È il momento di maggiore fortuna dell’artista, anche se la ricca produzione va talvolta a scapito della qualità. Spesso sono gli aiuti a compiere gran parte dell’opera e le esigenze della committenza impongono schemi che tolgono al pittore parte della sua freschezza e spontaneità
Scrive il Soprani (1674): “intesa la virtù del novello pittore tutti furono avidi di recargli da operare… ebbe commissioni di gran tavole, e di smisurata grandezza e furono in tanta copia che io stesso stupisco dirlo”.
Nel 1630 firmò e datò l’Angelo custode per la parrocchiale di Santa Margherita Ligure e la Natività di Maria per S. Ambrogio a Voltri: il distacco dallo Strozzi è ormai completo.

L’artista si rivela padrone dei propri mezzi espressivi ed incline al naturalismo popolare di tipo spagnolo.
Di poco posteriore è la tela con l’Elemosina di s. Antonio, dipinta per la chiesa di S. Domenico ed ora nella parrocchiale di Montoggio, e il Transito di s. Giuseppe, per S. Francesco a Castelletto ed ora nella chiesa di S. Rocco; mentre l’anno seguente eseguirà la Madonna col Bambino e santi della parrocchia di Alassio (firmata e datata).
Del 1635 è un’altra opera di Alassio firmata e datata: la Madonna del Carmine.
Dopo il 1635 non abbiamo più opere datate, ma parallelamente e nel periodo successivo alle grandi pale d’altare, eseguiva per la committenza privata quadri di più modeste proporzioni dove, meno soggetto a rigidi schemi, esprimeva il meglio della propria produzione.

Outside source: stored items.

/// LLM Client — the single point of entry for text-generation calls.
///
/// `CompletionService` is the seam the generator depends on; `LlmClient` is
/// the production implementation against an OpenAI-compatible
/// `/chat/completions` endpoint. Tests substitute their own implementation.
///
/// One request per call: no retries. The HTTP client carries a timeout so a
/// hung upstream cannot pin a request forever.
use std::time::Duration;

use async_trait::async_trait;
use reqwest::Client;
use serde::{Deserialize, Serialize};
use thiserror::Error;
use tracing::debug;

#[derive(Debug, Error)]
pub enum LlmError {
    #[error("HTTP error: {0}")]
    Http(#[from] reqwest::Error),

    #[error("API error (status {status}): {message}")]
    Api { status: u16, message: String },

    #[error("LLM returned no completion")]
    EmptyContent,
}

/// Everything one generation call needs.
#[derive(Debug, Clone, PartialEq)]
pub struct CompletionRequest {
    pub system: String,
    pub prompt: String,
    pub max_tokens: u32,
    pub temperature: f32,
}

#[async_trait]
pub trait CompletionService: Send + Sync {
    /// Returns the text of the first completion.
    async fn complete(&self, request: &CompletionRequest) -> Result<String, LlmError>;
}

#[derive(Debug, Serialize)]
struct ChatRequest<'a> {
    model: &'a str,
    messages: [ChatMessage<'a>; 2],
    max_tokens: u32,
    temperature: f32,
}

#[derive(Debug, Serialize)]
struct ChatMessage<'a> {
    role: &'a str,
    content: &'a str,
}

#[derive(Debug, Deserialize)]
pub struct ChatResponse {
    pub choices: Vec<Choice>,
    pub usage: Option<Usage>,
}

#[derive(Debug, Deserialize)]
pub struct Choice {
    pub message: ChoiceMessage,
}

#[derive(Debug, Deserialize)]
pub struct ChoiceMessage {
    pub content: Option<String>,
}

#[derive(Debug, Deserialize)]
pub struct Usage {
    pub prompt_tokens: u32,
    pub completion_tokens: u32,
}

impl ChatResponse {
    /// Text of the first choice, if the API returned one with content.
    pub fn text(&self) -> Option<&str> {
        self.choices
            .first()
            .and_then(|c| c.message.content.as_deref())
    }
}

#[derive(Debug, Deserialize)]
struct ApiErrorEnvelope {
    error: ApiErrorBody,
}

#[derive(Debug, Deserialize)]
struct ApiErrorBody {
    message: String,
}

/// Chat-completions client. Cheap to clone; the API key comes from config.
#[derive(Clone)]
pub struct LlmClient {
    client: Client,
    api_key: String,
    base_url: String,
    model: String,
}

impl std::fmt::Debug for LlmClient {
    fn fmt(&self, f: &mut std::fmt::Formatter<'_>) -> std::fmt::Result {
        f.debug_struct("LlmClient")
            .field("base_url", &self.base_url)
            .field("model", &self.model)
            .finish_non_exhaustive()
    }
}

impl LlmClient {
    pub fn new(
        api_key: String,
        base_url: String,
        model: String,
        timeout: Duration,
    ) -> Result<Self, LlmError> {
        Ok(Self {
            client: Client::builder().timeout(timeout).build()?,
            api_key,
            base_url: base_url.trim_end_matches('/').to_string(),
            model,
        })
    }

    pub fn model(&self) -> &str {
        &self.model
    }

    fn endpoint(&self) -> String {
        format!("{}/chat/completions", self.base_url)
    }

    /// Makes one call to the chat completions API and returns the full response.
    pub async fn call(&self, request: &CompletionRequest) -> Result<ChatResponse, LlmError> {
        let body = ChatRequest {
            model: &self.model,
            messages: [
                ChatMessage {
                    role: "system",
                    content: &request.system,
                },
                ChatMessage {
                    role: "user",
                    content: &request.prompt,
                },
            ],
            max_tokens: request.max_tokens,
            temperature: request.temperature,
        };

        let response = self
            .client
            .post(self.endpoint())
            .bearer_auth(&self.api_key)
            .json(&body)
            .send()
            .await?;

        let status = response.status();
        if !status.is_success() {
            let body = response.text().await.unwrap_or_default();
            return Err(LlmError::Api {
                status: status.as_u16(),
                message: api_error_message(body),
            });
        }

        let chat: ChatResponse = response.json().await?;

        if let Some(usage) = &chat.usage {
            debug!(
                "LLM call succeeded: prompt_tokens={}, completion_tokens={}",
                usage.prompt_tokens, usage.completion_tokens
            );
        }

        Ok(chat)
    }
}

#[async_trait]
impl CompletionService for LlmClient {
    async fn complete(&self, request: &CompletionRequest) -> Result<String, LlmError> {
        let response = self.call(request).await?;
        response
            .text()
            .map(str::to_string)
            .ok_or(LlmError::EmptyContent)
    }
}

/// Pulls `error.message` out of an API error body, falling back to the raw body.
fn api_error_message(body: String) -> String {
    serde_json::from_str::<ApiErrorEnvelope>(&body)
        .map(|e| e.error.message)
        .unwrap_or(body)
}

Giovanni Andrea De Ferrari
nei gesti appena abbozzati, nell’incrociarsi degli sguardi si stabilisce un rapporto psicologico intimo ed affettuoso tra i personaggi che emergono per effetto di luci ed ombre; e nella semplificazione del tema scompaiono molti particolari descrittivi ridotti ad alcuni brani di natura morta.